Читаем Алая чума. До Адама полностью

Мы только придерживали бревна, не давая им разойтись, – этим теперь ограничивались все наши заботы. Мы отдались на волю судьбы и бездействовали до тех пор, пока не заметили, что находимся довольно близко от северного берега – не дальше, чем на сотню футов. Мы принялись грести, стараясь причалить к берегу. Но тут течение реки резко поворачивало к южному берегу, так что в результате наших усилий мы преодолели это течение именно там, где оно было наиболее узким и стремительным. Пока мы сообразили, что это так, уже оказались в спокойном месте.

Наши бревна медленно плыли и наконец тихонько пристали к берегу. Мы с Вислоухим ступили на землю. Бревна подхватила волна и вновь потянула их вниз по течению. Мы смотрели друг на друга, но на этот раз не смеялись. Мы были на новой, неведомой земле, и у нас даже не закрадывалась мысль, что мы можем вернуться в свои места тем же самым способом, каким очутились здесь.

Сами того не сознавая, мы научились переправляться через реку. Это еще не удавалось никому из Племени.

Мы были первыми из всех наших соплеменников, кто ступил на северный берег реки, первыми и, я полагаю, последними. Нет сомнения, что пришел бы срок, и Племя достигло бы этого, но нашествие Людей Огня ипоследующее переселение остатков Племени остановило наше развитие на целые века.

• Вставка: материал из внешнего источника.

// Decoded audio containers
// Waveform holds per-channel samples; MonoSignal is the single-channel view used by detection

use std::borrow::Cow;

use crate::detect::DetectError;

/// Decoded audio as separate per-channel sample arrays
#[derive(Debug, Clone, PartialEq)]
pub struct Waveform {
    /// One array per channel, samples normalized to [-1.0, 1.0]
    channels: Vec<Vec<f32>>,

    /// Sample rate in Hz
    sample_rate: u32,
}

impl Waveform {
    /// Build a waveform from per-channel samples
    /// Every channel must have the same length
    pub fn new(channels: Vec<Vec<f32>>, sample_rate: u32) -> Result<Self, DetectError> {
        if let Some(first) = channels.first() {
            let expected = first.len();
            if let Some((channel, samples)) = channels
                .iter()
                .enumerate()
                .find(|(_, c)| c.len() != expected)
            {
                return Err(DetectError::ChannelLengthMismatch {
                    channel,
                    expected,
                    actual: samples.len(),
                });
            }
        }

        Ok(Waveform {
            channels,
            sample_rate,
        })
    }

    pub fn mono(samples: Vec<f32>, sample_rate: u32) -> Self {
        Waveform {
            channels: vec![samples],
            sample_rate,
        }
    }

    /// Split interleaved frames ([L, R, L, R, ...]) into channels
    /// A trailing incomplete frame is dropped
    pub fn from_interleaved(samples: &[f32], channel_count: usize, sample_rate: u32) -> Self {
        if channel_count == 0 {
            return Waveform {
                channels: Vec::new(),
                sample_rate,
            };
        }

        let frame_count = samples.len() / channel_count;
        let mut channels = vec![Vec::with_capacity(frame_count); channel_count];
        for frame in samples.chunks_exact(channel_count) {
            for (ch, &sample) in frame.iter().enumerate() {
                channels[ch].push(sample);
            }
        }

        Waveform {
            channels,
            sample_rate,
        }
    }

    pub fn channel_count(&self) -> usize {
        self.channels.len()
    }

    pub fn sample_rate(&self) -> u32 {
        self.sample_rate
    }

    pub fn channel(&self, index: usize) -> Option<&[f32]> {
        self.channels.get(index).map(Vec::as_slice)
    }

    pub fn channels(&self) -> &[Vec<f32>] {
        &self.channels
    }

    /// Samples per channel
    pub fn frame_count(&self) -> usize {
        self.channels.first().map_or(0, Vec::len)
    }

    /// Get duration in seconds as f64
    pub fn duration_secs(&self) -> f64 {
        if self.sample_rate == 0 {
            return 0.0;
        }
        self.frame_count() as f64 / self.sample_rate as f64
    }
}

/// Single-channel amplitude sequence
/// Borrows the source channel for mono input, owns a new buffer after a mixdown
#[derive(Debug, Clone, PartialEq)]
pub struct MonoSignal<'a> {
    samples: Cow<'a, [f32]>,
    sample_rate: u32,
}

impl<'a> MonoSignal<'a> {
    pub fn borrowed(samples: &'a [f32], sample_rate: u32) -> Self {
        MonoSignal {
            samples: Cow::Borrowed(samples),
            sample_rate,
        }
    }

    pub fn owned(samples: Vec<f32>, sample_rate: u32) -> MonoSignal<'static> {
        MonoSignal {
            samples: Cow::Owned(samples),
            sample_rate,
        }
    }

    pub fn samples(&self) -> &[f32] {
        &self.samples
    }

    pub fn sample_rate(&self) -> u32 {
        self.sample_rate
    }

    pub fn len(&self) -> usize {
        self.samples.len()
    }

    pub fn is_empty(&self) -> bool {
        self.samples.is_empty()
    }

    /// True if the samples alias the source waveform
    pub fn is_borrowed(&self) -> bool {
        matches!(self.samples, Cow::Borrowed(_))
    }

    pub fn into_owned(self) -> Vec<f32> {
        self.samples.into_owned()
    }
}

#[cfg(test)]
mod tests {
    use super::*;

    #[test]
    fn test_ragged_channels_rejected() {
        let result = Waveform::new(vec![vec![0.0; 4], vec![0.0; 3]], 44100);
        assert_eq!(
            result,
            Err(DetectError::ChannelLengthMismatch {
                channel: 1,
                expected: 4,
                actual: 3,
            })
        );
    }

    #[test]
    fn test_any_channel_count_accepted_at_construction() {
        let waveform = Waveform::new(vec![vec![0.0; 2]; 3], 44100).unwrap();
        assert_eq!(waveform.channel_count(), 3);

        let empty = Waveform::new(Vec::new(), 44100).unwrap();
        assert_eq!(empty.channel_count(), 0);
        assert_eq!(empty.frame_count(), 0);
    }

    #[test]
    fn test_from_interleaved() {
        let stereo = [0.1, 0.2, 0.3, 0.4, 0.5, 0.6, 0.7];
        let waveform = Waveform::from_interleaved(&stereo, 2, 44100);

        assert_eq!(waveform.channel_count(), 2);
        assert_eq!(waveform.channel(0).unwrap(), &[0.1, 0.3, 0.5]);
        assert_eq!(waveform.channel(1).unwrap(), &[0.2, 0.4, 0.6]);
    }

    #[test]
    fn test_duration_secs() {
        let waveform = Waveform::mono(vec![0.0; 22050], 44100);
        assert_eq!(waveform.duration_secs(), 0.5);
    }

    #[test]
    fn test_mono_signal_borrowing() {
        let data = vec![0.25f32; 8];
        let signal = MonoSignal::borrowed(&data, 8000);
        assert!(signal.is_borrowed());
        assert_eq!(signal.len(), 8);

        let owned = MonoSignal::owned(vec![0.5; 2], 8000);
        assert!(!owned.is_borrowed());
        assert_eq!(owned.into_owned(), vec![0.5, 0.5]);
    }
}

В самом деле, трудно перечислить все бедствия, которые принесло нашествие Людей Огня. Лично я склонен думать, что именно в этом заключается причина гибели нашего Племени, – мы, ответвление низшей породы, развивающейся в человека, были совершенно истреблены и уничтожены, нас захлестнуло и смыло буйным прибоем там, где река впадала в море. Должен признаться, что погибли не все: я уцелел и выжил, и мне придется об этом рассказать, но я забегаю вперед, я расскажу об этом позднее.

Глава XII

У меня нет ни малейшего представления, долго ли мы с Вислоухим бродили по северному берегу реки. Мы были словно моряки, выброшенные после кораблекрушения на необитаемый остров, – на возвращение домой у нас почти не оставалось никаких надежд. Мы ушли от реки в глубь берега и несколько месяцев странствовали по глухим, диким местам, не встретив ни одного существа, которое было бы похоже на нас. Мне трудно говорить об этих странствованиях, и нет никакой возможности рассказать о них более или менее подробно, день за днем. Многое я вижу смутно, как в тумане, в памяти ярко вспыхивают лишь редкие картины и пережитые в ту пору приключения.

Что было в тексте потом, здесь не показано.